Django query_transform templatetag

templatetags.py

from django import template

register = template.Library()

@register.simple_tag(takes_context=True)
def query_transform(context, **kwargs):
    '''
    Returns the URL-encoded querystring for the current page,
    updating the params with the key/value pairs passed to the tag.
    
    E.g: given the querystring ?foo=1&bar=2
    {% query_transform bar=3 %} outputs ?foo=1&bar=3
    {% query_transform foo='baz' %} outputs ?foo=baz&bar=2
    {% query_transform foo='one' bar='two' baz=99 %} outputs ?foo=one&bar=two&baz=99
    
    A RequestContext is required for access to the current querystring.
    '''
    query = context['request'].GET.copy()
    for k, v in kwargs.items():
        query[k] = v
    return query.urlencode()

line 12; {% query_transform bar=3 %} outputs ?foo=1&bar=3 right?

You're right, thanks! I'll edit it!

Great solution. For Python 3 compatibility, you might want to update it to use kwargs.items() instead of kwargs.iteritems()

the " ? " is getting encode when I use this code. It shows like %3Fprecio=0 (precio being the variable i'm passing)

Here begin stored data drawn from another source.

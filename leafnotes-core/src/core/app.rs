//! The command boundary a host UI calls into.
//!
//! [`NotesApp`] owns the open [`Workspace`] behind a mutex and turns every
//! operation into a [`CommandResult`], the uniform shape a frontend renders:
//!
//! ```json
//! {"success": true, "noteCount": 3, "message": "Imported 3 notes (3 active, 0 in trash)"}
//! {"success": false, "error": "Invalid package: manifest.json is missing"}
//! {"success": false, "cancelled": true}
//! ```
//!
//! Errors are translated before they leave this module; cancellation of a
//! path prompt is reported as its own outcome and never as an error.

use crate::core::export::{self, ExportSummary, FlatExportSummary};
use crate::core::i18n::{fill, Translator};
use crate::core::import::{self, FlatImportReport, ImportReport};
use crate::{CascadeResult, EmptyTrashResult, Node, Result, Workspace};
use chrono::Utc;
use serde::ser::{Error as _, SerializeMap};
use serde::{Serialize, Serializer};
use serde_json::Value;
use std::path::PathBuf;
use std::sync::{Mutex, MutexGuard, PoisonError};

/// File and confirmation dialogs supplied by the host.
///
/// Every path method returns `None` when the user cancels.
pub trait PathPrompt {
    /// Asks where to save a new file, suggesting `default_name`.
    fn save_path(&self, default_name: &str) -> Option<PathBuf>;
    /// Asks for one existing file.
    fn open_file(&self) -> Option<PathBuf>;
    /// Asks for any number of existing files.
    fn open_files(&self) -> Option<Vec<PathBuf>>;
    /// Asks for a directory.
    fn pick_folder(&self) -> Option<PathBuf>;
    /// Shows `message` and returns whether the user agreed.
    fn confirm(&self, message: &str) -> bool;
}

/// Outcome of one command.
#[derive(Debug, Clone, PartialEq)]
pub enum CommandResult<T> {
    Success(T),
    /// The operation failed; `error` is already translated for display.
    Failed { error: String },
    /// The user dismissed a prompt. Hosts show nothing for this.
    Cancelled,
}

impl<T> CommandResult<T> {
    pub fn is_success(&self) -> bool {
        matches!(self, Self::Success(_))
    }

    /// The success details, if any.
    pub fn success(self) -> Option<T> {
        match self {
            Self::Success(details) => Some(details),
            _ => None,
        }
    }
}

/// Success details of object type are flattened next to `"success": true`;
/// any other value goes under `"data"`, and `()` adds nothing.
impl<T: Serialize> Serialize for CommandResult<T> {
    fn serialize<S: Serializer>(&self, serializer: S) -> std::result::Result<S::Ok, S::Error> {
        let mut map = serializer.serialize_map(None)?;
        match self {
            Self::Success(details) => {
                map.serialize_entry("success", &true)?;
                match serde_json::to_value(details).map_err(S::Error::custom)? {
                    Value::Object(fields) => {
                        for (key, value) in &fields {
                            map.serialize_entry(key, value)?;
                        }
                    }
                    Value::Null => {}
                    other => map.serialize_entry("data", &other)?,
                }
            }
            Self::Failed { error } => {
                map.serialize_entry("success", &false)?;
                map.serialize_entry("error", error)?;
            }
            Self::Cancelled => {
                map.serialize_entry("success", &false)?;
                map.serialize_entry("cancelled", &true)?;
            }
        }
        map.end()
    }
}

/// Details of a successful export or import, with a translated summary line.
#[derive(Debug, Clone, Serialize)]
pub struct Reported<T> {
    pub message: String,
    #[serde(flatten)]
    pub details: T,
}

/// One open workspace plus the host collaborators it needs.
pub struct NotesApp<P, T> {
    workspace: Mutex<Workspace>,
    prompt: P,
    translator: T,
}

impl<P: PathPrompt, T: Translator> NotesApp<P, T> {
    pub fn new(workspace: Workspace, prompt: P, translator: T) -> Self {
        Self {
            workspace: Mutex::new(workspace),
            prompt,
            translator,
        }
    }

    /// Locks the workspace for direct access.
    ///
    /// A panic in an earlier holder does not make the workspace unusable:
    /// the log on disk is only ever replaced whole.
    pub fn workspace(&self) -> MutexGuard<'_, Workspace> {
        self.workspace.lock().unwrap_or_else(PoisonError::into_inner)
    }

    pub fn translator(&self) -> &T {
        &self.translator
    }

    /// Asks for a destination and writes a package archive there.
    pub fn export_package(&self) -> CommandResult<Reported<ExportSummary>> {
        let default_name = export::default_package_name(Utc::now());
        let Some(dest) = self.prompt.save_path(&default_name) else {
            return CommandResult::Cancelled;
        };
        let result = {
            let ws = self.workspace();
            export::export_package(ws.root(), &dest)
        };
        self.finish(result.map(|summary| {
            let manifest = &summary.manifest;
            let message = fill(
                &self.translator.t("export.done"),
                &[
                    ("notes", manifest.note_count.to_string()),
                    ("active", manifest.active_notes.to_string()),
                    ("trashed", manifest.trashed_notes.to_string()),
                ],
            );
            Reported { message, details: summary }
        }))
    }

    /// Asks for a package and merges it into the workspace.
    ///
    /// The workspace stays locked for the whole merge.
    pub fn import_package(&self) -> CommandResult<Reported<ImportReport>> {
        let Some(path) = self.prompt.open_file() else {
            return CommandResult::Cancelled;
        };
        let result = import::import_package(&mut self.workspace(), &path);
        self.finish(result.map(|report| {
            let mut message = fill(
                &self.translator.t("import.done"),
                &[
                    ("notes", report.note_count.to_string()),
                    ("active", report.active_notes.to_string()),
                    ("trashed", report.trashed_notes.to_string()),
                ],
            );
            if report.conflict_count > 0 || report.skipped_count > 0 {
                message.push_str(". ");
                message.push_str(&fill(
                    &self.translator.t("import.details"),
                    &[
                        ("conflicts", report.conflict_count.to_string()),
                        ("skipped", report.skipped_count.to_string()),
                    ],
                ));
            }
            if report.rejected_count > 0 || report.rerooted_count > 0 {
                message.push_str(". ");
                message.push_str(&fill(
                    &self.translator.t("import.repaired"),
                    &[
                        ("rejected", report.rejected_count.to_string()),
                        ("rerooted", report.rerooted_count.to_string()),
                    ],
                ));
            }
            Reported { message, details: report }
        }))
    }

    /// Asks for a folder and copies the note bodies and images into it.
    pub fn export_flat(&self) -> CommandResult<Reported<FlatExportSummary>> {
        let Some(dir) = self.prompt.pick_folder() else {
            return CommandResult::Cancelled;
        };
        let result = {
            let ws = self.workspace();
            export::export_flat(ws.root(), &dir)
        };
        self.finish(result.map(|summary| Reported {
            message: fill(
                &self.translator.t("export.flatDone"),
                &[("files", summary.file_count.to_string())],
            ),
            details: summary,
        }))
    }

    /// Asks for note files and adds each one as a new note under `parent_id`.
    pub fn import_flat(&self, parent_id: Option<&str>) -> CommandResult<Reported<FlatImportReport>> {
        let Some(files) = self.prompt.open_files() else {
            return CommandResult::Cancelled;
        };
        let result = import::import_flat(&mut self.workspace(), &files, parent_id);
        self.finish(result.map(|report| {
            let mut message = fill(
                &self.translator.t("import.flatDone"),
                &[("notes", report.note_count.to_string())],
            );
            if !report.unreadable.is_empty() {
                message.push_str(". ");
                message.push_str(&fill(
                    &self.translator.t("import.unreadable"),
                    &[("files", report.unreadable.len().to_string())],
                ));
            }
            Reported { message, details: report }
        }))
    }

    /// Permanently deletes everything in the trash after asking the user.
    pub fn empty_trash(&self) -> CommandResult<Reported<EmptyTrashResult>> {
        let pending = self.workspace().node_log().iter().filter(|n| n.trashed).count();
        let question = fill(
            &self.translator.t("trash.confirmEmpty"),
            &[("count", pending.to_string())],
        );
        if !self.prompt.confirm(&question) {
            return CommandResult::Cancelled;
        }
        let result = self.workspace().empty_trash();
        self.finish(result.map(|emptied| Reported {
            message: fill(
                &self.translator.t("trash.emptied"),
                &[("count", emptied.deleted_count.to_string())],
            ),
            details: emptied,
        }))
    }

    pub fn get_node(&self, id: &str) -> CommandResult<Node> {
        self.finish(self.workspace().get_node(id).cloned())
    }

    pub fn list_children(&self, parent_id: Option<&str>, include_trashed: bool) -> CommandResult<Vec<Node>> {
        CommandResult::Success(self.workspace().list_children(parent_id, include_trashed))
    }

    pub fn list_trash(&self) -> CommandResult<Vec<Node>> {
        CommandResult::Success(self.workspace().list_trash())
    }

    pub fn create_folder(&self, parent_id: Option<&str>, name: &str) -> CommandResult<Node> {
        self.finish(self.workspace().create_folder(parent_id, name))
    }

    pub fn create_file(
        &self,
        parent_id: Option<&str>,
        name: &str,
        content: Option<&str>,
    ) -> CommandResult<Node> {
        self.finish(self.workspace().create_file(parent_id, name, content))
    }

    pub fn read_content(&self, id: &str) -> CommandResult<String> {
        self.finish(self.workspace().read_content(id))
    }

    pub fn write_content(&self, id: &str, body: &str) -> CommandResult<()> {
        self.finish(self.workspace().write_content(id, body))
    }

    pub fn rename(&self, id: &str, new_name: &str) -> CommandResult<Node> {
        self.finish(self.workspace().rename(id, new_name))
    }

    pub fn move_node(&self, id: &str, new_parent_id: Option<&str>, new_order: i64) -> CommandResult<Node> {
        self.finish(self.workspace().move_node(id, new_parent_id, new_order))
    }

    pub fn soft_delete(&self, id: &str) -> CommandResult<CascadeResult> {
        self.finish(self.workspace().soft_delete(id))
    }

    pub fn restore(&self, id: &str) -> CommandResult<CascadeResult> {
        self.finish(self.workspace().restore(id))
    }

    pub fn purge(&self, id: &str) -> CommandResult<CascadeResult> {
        self.finish(self.workspace().purge(id))
    }

    fn finish<U>(&self, result: Result<U>) -> CommandResult<U> {
        match result {
            Ok(details) => CommandResult::Success(details),
            Err(e) => {
                log::error!("Command failed: {e}");
                CommandResult::Failed {
                    error: e.user_message(&self.translator),
                }
            }
        }
    }
}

@cursologo-gh, try using the safe parameter of urlencode.
From django docs: Use safe to pass characters which don’t require encoding. For example:

q = QueryDict(mutable=True)
q['next'] = '/a&b/'
q.urlencode(safe='/')
'next=/a%26b/'
https://docs.djangoproject.com/en/2.1/ref/request-response/#django.http.QueryDict.urlencode

Great! Tanks! (line 19: for Python 3 rename iteritems() to items())

If you are working with djangos pagination and your template takes care of the page keyword, simply adding

query.pop('page', None)

before returning the query does the trick.